Monday
27 March Stairs
to flat: 57. Chances of getting baby into flat without dropping down
stairs: 0. Chances of getting mortgage to buy new flat with no job: 0.
Chances of getting new job while sporting bump obviously containing
baby: 0 (bad). 2pm.
Electric, Portobello Rd. Ugh. How long is intolerable concrete- skyed,
damp wind-flappy weather going to go on? Have come to Electric in middle
of day to stave off unsuitable flat/no job depression, (as well as whole
Katie Holmes/Tom Cruise silent, drug-free Scientology birth story -
which will inevitably lodge in own celebrity-led subconscious and
undermine birth experience) only to find air resounding with
phlegm-regurgitating chesty coughs. Is as if am on top of Northampton
bus, surrounded by old men who've been smoking untipped Capstan Full
Strength for 50 years instead of West London boots-in-jeans, sunglasses
on head clubberati. Plus, someone has hyperactive mobile phone with
ringtone customised as crying baby, adding hint of doctor's waiting room
to whole dispiriting aural design-mix. Grrr. Hate people who keep mobile
phones on in... oh goody - mobile ringing! "Bridget,"
said breathy voice. "It's Harry." Was
momentarily baffled. Harry who? Prince Harry? Harry the Hedgehog?
Harriet Harman? "Good news on the Richard Finch front." Ah.

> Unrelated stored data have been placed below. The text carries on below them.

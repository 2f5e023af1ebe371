//! Pool plus allocation table for one kind of device handle.

use std::collections::BTreeMap;
use std::collections::HashSet;
use std::fmt::Debug;
use std::hash::Hash;

use serde::de::DeserializeOwned;
use serde::Serialize;
use tracing::debug;
use tracing::warn;

use super::AllocationError;

/// Something an allocator hands out: a PCI function, a GPU index, ...
pub trait DeviceHandle:
    Clone + Eq + Hash + Debug + Serialize + DeserializeOwned + Send + Sync + 'static
{
}

impl<T> DeviceHandle for T where
    T: Clone + Eq + Hash + Debug + Serialize + DeserializeOwned + Send + Sync + 'static
{
}

/// Instance id to owned handles.
pub type AllocationTable<H> = BTreeMap<String, Vec<H>>;

/// What reconciliation changed.
#[derive(Debug, Clone, Default, PartialEq, Eq)]
pub struct ReconcileReport {
    /// Entries kept because their instance is live
    pub kept: Vec<String>,
    /// Entries dropped because their instance is gone
    pub dropped: Vec<String>,
    /// Handles removed from live entries because another entry or nothing in the pool owns them
    pub orphaned_handles: usize,
}

/// Available pool and allocation table.
///
/// Every known handle is in exactly one of the two.
#[derive(Debug, Clone, PartialEq, Eq)]
pub struct AllocationState<H> {
    available: Vec<H>,
    allocated: AllocationTable<H>,
}

impl<H: DeviceHandle> AllocationState<H> {
    /// Fresh state with every handle available.
    pub fn new(pool: Vec<H>) -> Self {
        Self {
            available: pool,
            allocated: AllocationTable::new(),
        }
    }

    /// Align a persisted table with the instances the hypervisor reports as live.
    ///
    /// Entries of dead instances are dropped and their handles stay in the pool.
    /// Handles of live instances leave the pool. A handle that is not in the pool
    /// (claimed twice, or no longer configured) is removed from the entry instead.
    pub fn reconcile(
        pool: Vec<H>,
        persisted: AllocationTable<H>,
        live_instance_ids: &HashSet<String>,
    ) -> (Self, ReconcileReport) {
        let mut state = Self::new(pool);
        let mut report = ReconcileReport::default();

        for (instance_id, handles) in persisted {
            if !live_instance_ids.contains(&instance_id) {
                debug!(instance_id = %instance_id, handles = ?handles, "dropping stale allocation");
                report.dropped.push(instance_id);
                continue;
            }

            let mut owned = Vec::with_capacity(handles.len());
            for handle in handles {
                if state.remove_available(&handle) {
                    owned.push(handle);
                } else {
                    warn!(
                        instance_id = %instance_id,
                        handle = ?handle,
                        "allocated handle is not in the available pool, ignoring it"
                    );
                    report.orphaned_handles += 1;
                }
            }

            if !owned.is_empty() {
                state.allocated.insert(instance_id.clone(), owned);
                report.kept.push(instance_id);
            } else {
                report.dropped.push(instance_id);
            }
        }

        (state, report)
    }

    fn remove_available(&mut self, handle: &H) -> bool {
        match self.available.iter().position(|h| h == handle) {
            Some(pos) => {
                self.available.remove(pos);
                true
            }
            None => false,
        }
    }

    /// Move `count` handles from the pool to `instance_id`.
    ///
    /// The most recently freed handles go first. Nothing changes on error.
    ///
    /// # Errors
    ///
    /// - [`AllocationError::AlreadyAllocated`] if the instance already owns handles here
    /// - [`AllocationError::Overcommit`] if fewer than `count` handles are free
    pub fn take(&mut self, instance_id: &str, count: usize) -> Result<Vec<H>, AllocationError> {
        if self.allocated.contains_key(instance_id) {
            return Err(AllocationError::AlreadyAllocated {
                instance_id: instance_id.to_string(),
            });
        }
        if count > self.available.len() {
            return Err(AllocationError::Overcommit {
                requested: count,
                available: self.available.len(),
            });
        }

        let split_at = self.available.len() - count;
        let mut taken = self.available.split_off(split_at);
        taken.reverse();
        if !taken.is_empty() {
            self.allocated
                .insert(instance_id.to_string(), taken.clone());
        }
        Ok(taken)
    }

    /// Return an instance's handles to the pool. `None` if it owns nothing.
    pub fn release(&mut self, instance_id: &str) -> Option<Vec<H>> {
        let handles = self.allocated.remove(instance_id)?;
        self.available.extend(handles.iter().cloned());
        Some(handles)
    }

    pub fn available(&self) -> &[H] {
        &self.available
    }

    pub fn allocated(&self) -> &AllocationTable<H> {
        &self.allocated
    }

    pub fn handles_for(&self, instance_id: &str) -> Option<&[H]> {
        self.allocated.get(instance_id).map(Vec::as_slice)
    }

    pub fn free_count(&self) -> usize {
        self.available.len()
    }

    pub fn allocated_count(&self) -> usize {
        self.allocated.values().map(Vec::len).sum()
    }

    pub fn total(&self) -> usize {
        self.free_count() + self.allocated_count()
    }
}
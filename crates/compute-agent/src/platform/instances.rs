use std::collections::HashSet;
use std::fs;
use std::io;
use std::path::PathBuf;

use error_stack::Report;
use error_stack::ResultExt;
use tracing::debug;
use uuid::Uuid;

use super::PlatformError;
use super::VirtDriver;

/// Lists instances from the per-instance directories the hypervisor keeps.
///
/// Every directory under `instances_path` whose name is a UUID is a live instance.
#[derive(Debug, Clone)]
pub struct DirectoryInstanceLister {
    instances_path: PathBuf,
}

impl DirectoryInstanceLister {
    pub fn new(instances_path: impl Into<PathBuf>) -> Self {
        Self {
            instances_path: instances_path.into(),
        }
    }
}

impl VirtDriver for DirectoryInstanceLister {
    fn list_live_instance_ids(&self) -> Result<HashSet<String>, Report<PlatformError>> {
        let io_error = || PlatformError::Io {
            path: self.instances_path.display().to_string(),
        };

        let entries = match fs::read_dir(&self.instances_path) {
            Ok(entries) => entries,
            Err(e) if e.kind() == io::ErrorKind::NotFound => {
                debug!(path = %self.instances_path.display(), "instances path does not exist yet");
                return Ok(HashSet::new());
            }
            Err(e) => return Err(Report::new(e).change_context(io_error())),
        };

        let mut live = HashSet::new();
        for entry in entries {
            let entry = entry.change_context_lazy(io_error)?;
            if !entry.file_type().change_context_lazy(io_error)?.is_dir() {
                continue;
            }
            let name = entry.file_name();
            let Some(name) = name.to_str() else {
                continue;
            };
            if Uuid::parse_str(name).is_ok() {
                live.insert(name.to_string());
            }
        }
        Ok(live)
    }
}
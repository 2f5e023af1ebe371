use std::collections::BTreeSet;
use std::collections::HashSet;
use std::sync::Arc;
use std::sync::Mutex;

use api_types::InstanceSpec;
use compute_agent::allocation::AllocationError;
use compute_agent::allocation::AllocationStore;
use compute_agent::capability::CapabilityDescriptor;
use compute_agent::gpu::GpuAllocator;
use compute_agent::gpu::GpuDeviceNodes;
use compute_agent::infiniband::InfinibandAllocator;
use compute_agent::pci::PciPassthroughRegistry;
use compute_agent::platform::InMemoryPciDeviceStore;
use compute_agent::platform::InstanceIsolation;
use compute_agent::platform::PlatformError;
use compute_agent::reporter::ResourceLedger;
use compute_agent::ComputeHost;
use error_stack::Report;
use similar_asserts::assert_eq;
use tempfile::TempDir;

const HOST: &str = "host1";
const PCI_DEVICES: &str = r#"[
    {"label": "fpga", "address": "0000:04:00.0"},
    {"label": "fpga", "address": "0000:04:00.1"},
    {"label": "nvme", "address": "0000:05:00.0"}
]"#;

#[derive(Default)]
struct FlakyIsolation {
    fail_for: Mutex<HashSet<String>>,
}

impl InstanceIsolation for FlakyIsolation {
    fn grant_device_access(
        &self,
        instance: &InstanceSpec,
        _major: u32,
        _minor: u32,
    ) -> Result<(), Report<PlatformError>> {
        if self
            .fail_for
            .lock()
            .expect("lock should not be poisoned")
            .contains(&instance.uuid)
        {
            return Err(Report::new(PlatformError::Io {
                path: format!("/sys/fs/cgroup/devices/lxc/{}/devices.allow", instance.name),
            }));
        }
        Ok(())
    }

    fn write_guest_environment(
        &self,
        _instance: &InstanceSpec,
        _key: &str,
        _value: &str,
    ) -> Result<(), Report<PlatformError>> {
        Ok(())
    }
}

struct TestHost {
    host: ComputeHost,
    isolation: Arc<FlakyIsolation>,
    pci: Arc<PciPassthroughRegistry>,
}

fn capabilities() -> CapabilityDescriptor {
    CapabilityDescriptor::parse([
        "cpu_arch:x86_64",
        "ib_bus:0x81",
        "ib_device_range:0-1",
        "ib_function_range:0-1",
        "gpus:4",
    ])
    .expect("test capabilities should parse")
}

fn open_host(dir: &TempDir, live: &HashSet<String>) -> TestHost {
    let descriptor = capabilities();
    let isolation = Arc::new(FlakyIsolation::default());
    let infiniband = Arc::new(
        InfinibandAllocator::init(
            &descriptor,
            AllocationStore::new(dir.path().join("ibs_allocated.json")),
            live,
        )
        .expect("Infiniband allocator should initialize"),
    );
    let gpus = Arc::new(
        GpuAllocator::init(
            &descriptor,
            GpuDeviceNodes::default(),
            AllocationStore::new(dir.path().join("gpus_allocated.json")),
            isolation.clone(),
            live,
        )
        .expect("GPU allocator should initialize"),
    );
    let pci = Arc::new(PciPassthroughRegistry::new(
        HOST,
        PCI_DEVICES,
        Arc::new(InMemoryPciDeviceStore::default()),
    ));
    pci.sync("node-1", false).expect("PCI devices should register");

    TestHost {
        host: ComputeHost::new(
            infiniband,
            gpus,
            pci.clone(),
            Arc::new(ResourceLedger::default()),
        ),
        isolation,
        pci,
    }
}

fn instance(n: u32, extra_specs: &[(&str, &str)]) -> InstanceSpec {
    InstanceSpec {
        uuid: format!("00000000-0000-4000-8000-{n:012}"),
        name: format!("instance-{n:08x}"),
        vcpus: 2,
        memory_mb: 2048,
        local_gb: 10,
        extra_specs: extra_specs
            .iter()
            .map(|(k, v)| (k.to_string(), v.to_string()))
            .collect(),
        ..Default::default()
    }
}

#[test]
fn conservation_and_no_double_allocation() {
    // Arrange
    let dir = tempfile::tempdir().expect("should create temp dir");
    let test = open_host(&dir, &HashSet::new());
    let specs: Vec<_> = (1..=4)
        .map(|n| instance(n, &[("ib_devices", "= 1"), ("gpus", "1")]))
        .collect();

    // Act
    let assignments: Vec<_> = specs
        .iter()
        .map(|spec| test.host.prepare_instance(spec).expect("should prepare"))
        .collect();
    test.host.release_instance(&specs[1].uuid);
    let report = test.host.allocations();

    // Assert
    let functions: BTreeSet<_> = assignments
        .iter()
        .filter_map(|a| a.infiniband)
        .map(|f| (f.device, f.function))
        .collect();
    assert_eq!(functions.len(), 4, "every instance should get a distinct function");
    let gpus: BTreeSet<_> = assignments.iter().flat_map(|a| a.gpus.clone()).collect();
    assert_eq!(gpus, BTreeSet::from([0, 1, 2, 3]));

    let held_functions: usize = report.infiniband.iter().map(|e| e.handles.len()).sum();
    let held_gpus: usize = report.gpus.iter().map(|e| e.handles.len()).sum();
    assert_eq!(held_functions + report.infiniband_free, 4, "functions are conserved");
    assert_eq!(held_gpus + report.gpus_free, 4, "GPUs are conserved");
    assert_eq!(report.gpus_free, 1);
}

#[test]
fn release_is_idempotent() {
    let dir = tempfile::tempdir().expect("should create temp dir");
    let test = open_host(&dir, &HashSet::new());
    let spec = instance(1, &[("gpus", "2"), ("pci_passthrough:labels", r#"["fpga"]"#)]);
    test.host.prepare_instance(&spec).expect("should prepare");

    let first = test.host.release_instance(&spec.uuid);
    let after_first = test.host.allocations();
    let second = test.host.release_instance(&spec.uuid);

    assert_eq!(first.gpus_released, 2);
    assert_eq!(first.pci_devices_released, 1);
    assert_eq!(second.gpus_released, 0);
    assert_eq!(second.pci_devices_released, 0);
    assert_eq!(test.host.allocations(), after_first);
}

#[test]
fn restart_keeps_live_instances_and_frees_dead_ones() {
    // Arrange
    let dir = tempfile::tempdir().expect("should create temp dir");
    let alive = instance(1, &[("ib_devices", "1"), ("gpus", "2")]);
    let dead = instance(2, &[("ib_devices", "1"), ("gpus", "1")]);
    let kept = {
        let test = open_host(&dir, &HashSet::new());
        let kept = test.host.prepare_instance(&alive).expect("should prepare");
        test.host.prepare_instance(&dead).expect("should prepare");
        kept
    };

    // Act
    let live = HashSet::from([alive.uuid.clone()]);
    let reopened = open_host(&dir, &live);
    let report = reopened.host.allocations();

    // Assert
    assert_eq!(report.gpus.len(), 1, "only the live instance keeps GPUs");
    assert_eq!(report.gpus[0].instance_id, alive.uuid);
    assert_eq!(report.gpus[0].handles, kept.gpus);
    assert_eq!(report.gpus_free, 2);
    assert_eq!(report.infiniband.len(), 1);
    assert_eq!(report.infiniband_free, 3);
}

#[test]
fn overcommit_boundary() {
    let dir = tempfile::tempdir().expect("should create temp dir");
    let test = open_host(&dir, &HashSet::new());

    let err = test
        .host
        .prepare_instance(&instance(1, &[("gpus", "5")]))
        .unwrap_err();
    assert_eq!(
        err,
        AllocationError::Overcommit {
            requested: 5,
            available: 4
        }
    );
    assert_eq!(test.host.allocations().gpus_free, 4, "pool is untouched");

    let exact = test
        .host
        .prepare_instance(&instance(2, &[("gpus", "4")]))
        .expect("requesting the whole pool should succeed");
    assert_eq!(exact.gpus.len(), 4);
    assert_eq!(test.host.allocations().gpus_free, 0);
}

#[test]
fn failed_gpu_exposure_rolls_back_infiniband() {
    let dir = tempfile::tempdir().expect("should create temp dir");
    let test = open_host(&dir, &HashSet::new());
    let spec = instance(1, &[("ib_devices", "1"), ("gpus", "1")]);
    test.isolation
        .fail_for
        .lock()
        .expect("lock should not be poisoned")
        .insert(spec.uuid.clone());

    let err = test.host.prepare_instance(&spec).unwrap_err();

    assert!(matches!(err, AllocationError::Isolation { .. }));
    let report = test.host.allocations();
    assert!(report.infiniband.is_empty(), "function should be returned");
    assert!(report.gpus.is_empty());
    assert_eq!(report.infiniband_free, 4);
    assert_eq!(report.gpus_free, 4);
}

#[test]
fn unavailable_pci_label_rolls_back_everything() {
    let dir = tempfile::tempdir().expect("should create temp dir");
    let test = open_host(&dir, &HashSet::new());
    let spec = instance(
        1,
        &[
            ("ib_devices", "1"),
            ("gpus", "2"),
            ("pci_passthrough:labels", r#"["fpga", "gpu-x"]"#),
        ],
    );

    let err = test.host.prepare_instance(&spec).unwrap_err();

    assert_eq!(
        err,
        AllocationError::PciDeviceUnavailable {
            label: "gpu-x".to_string()
        }
    );
    let report = test.host.allocations();
    assert!(report.infiniband.is_empty());
    assert!(report.gpus.is_empty());
    assert!(report.pci_devices.is_empty());
    assert_eq!(
        report.pci_free_labels,
        vec!["fpga".to_string(), "fpga".to_string(), "nvme".to_string()]
    );
}

#[test]
fn repeated_prepare_keeps_first_assignment() {
    let dir = tempfile::tempdir().expect("should create temp dir");
    let test = open_host(&dir, &HashSet::new());
    let spec = instance(1, &[("gpus", "1")]);
    let first = test.host.prepare_instance(&spec).expect("should prepare");

    let err = test.host.prepare_instance(&spec).unwrap_err();

    assert!(matches!(err, AllocationError::AlreadyAllocated { .. }));
    let report = test.host.allocations();
    assert_eq!(report.gpus.len(), 1);
    assert_eq!(report.gpus[0].handles, first.gpus);
}

#[test]
fn pci_labels_are_claimed_as_multiset() {
    let dir = tempfile::tempdir().expect("should create temp dir");
    let test = open_host(&dir, &HashSet::new());

    let assignment = test
        .host
        .prepare_instance(&instance(1, &[("pci_passthrough:labels", r#"["fpga", "fpga"]"#)]))
        .expect("both fpga devices are free");

    let addresses: Vec<_> = assignment
        .pci_devices
        .iter()
        .map(|d| d.address.as_str())
        .collect();
    assert_eq!(addresses, vec!["0000:04:00.0", "0000:04:00.1"]);
    assert_eq!(test.pci.free_labels(), vec!["nvme".to_string()]);
}

#[test]
fn unparseable_request_touches_nothing() {
    let dir = tempfile::tempdir().expect("should create temp dir");
    let test = open_host(&dir, &HashSet::new());

    let err = test
        .host
        .prepare_instance(&instance(1, &[("gpus", ">= two")]))
        .unwrap_err();

    assert!(matches!(err, AllocationError::InvalidRequest { ref key, .. } if key == "gpus"));
    assert_eq!(test.host.allocations().gpus_free, 4);
}
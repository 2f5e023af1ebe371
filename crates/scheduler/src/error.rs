use thiserror::Error;

#[derive(Debug, Clone, PartialEq, Eq, Error)]
pub enum SchedulerError {
    /// Nothing has ever reported for the topic.
    #[error("no hosts available for {topic}")]
    NoHostsAvailable { topic: String },

    /// Hosts exist but none satisfies the request.
    #[error("no valid host for {topic}: none of {candidates} candidate(s) satisfies the request")]
    NoValidHost { topic: String, candidates: usize },

    #[error("invalid placement request: {message}")]
    InvalidRequest { message: String },
}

Always forget that youthful office flirt-magnet "Ashton
Kutcher" also has real name. "He's
had a lot of pressure from the team, about, like, sacking you? When
you're, you know, expecting? Anyway I think Finch has finally realised
it might actually be against the law? and - oh, I'd better, like,
go?" Mmm. Hate
yet love way twenty-somethings phrase everything as question? - perhaps
as result of Antipodean backpacking countercultural influences during
gap year? Gaah, though! Have just been marvelling at clubberati alertly
holding meetings in spite of colds, as if they've been up and on the
phone since 8am, and thinking back in bafflement to how much I used to
get done in the day when I had a job. As Mum always says: if you want
something done, ask a busy person! ie not me - Gaah! Mobile again. "Hi,
Bridget, It's Patchouli. Richard wants you to come in this
afternoon." Then, dramatically changing tone and volume Patchouli
hissed in a gabble "don't mention about being sacked: he's
panicking it's illegal. Get your arse in here at three and make sure you
get the back-pay. Bye." Hurrah!
Money! Gaah! How in the name of arse am I going to get myself hyped up
enough to get on the Tube, let alone re-familiarise self with current
affairs and brush hair? 9pm.
My flat. Need not have worried. Finch, apparently, has been on
coke-fuelled bender for past six days, maintaining only tenuous grip on
world around him. "Bridget
Jones! There you are!" he said, as if the whole traumatic,
baby-impoverishing weeks-long suspension/dismissal had been a mere trip
to the coffee machine, and handed me a piece of paper. "Ring up
these buggers, will you, and ask if they bought their peerages?" "But
Richard, that was last..." interrupted Freddo, grasping
wits-endedly at his hair. "Shut
up, Freddo," said Richard, staring at me while chewing frantically,
twitching one leg up and down. I started
reading down the list: Waheed Alli, Lord Melvyn Bragg, Lord Richard
Rogers, Sir Ben Kingsley... "Sir
Ben Kingsley isn't a peer," I pointed out. "Yes
he is." "No,
he isn't." "He
is." "He
isn't." "He
is." "He
isn't." I sighed.
Had somehow thought that after all this time apart, things might have
become a bit more mature between us. "Look, anyway the point is,
these people haven'tbought their peerages," I said, looking
desperately at the list. "Melvyn Bragg didn't buy his
peerage." "Ieuw,
Ieuw Miss Hoity-Toity Pants. How do you know, if you don't ask
him?" "Because
if he had, he'd have been on the front page of the papers last week
instead of all those mad-haired, wrinkly necked men with wire glasses
who nobody's heard of." "Well
maybe the papers were too scared to ask him. Like you." "I'm
not too scared to ask him." "You
are." "I'm
not." "You
are." "Richard.
I am not. Scared. To ask Melvyn Bragg if he bought his peerage."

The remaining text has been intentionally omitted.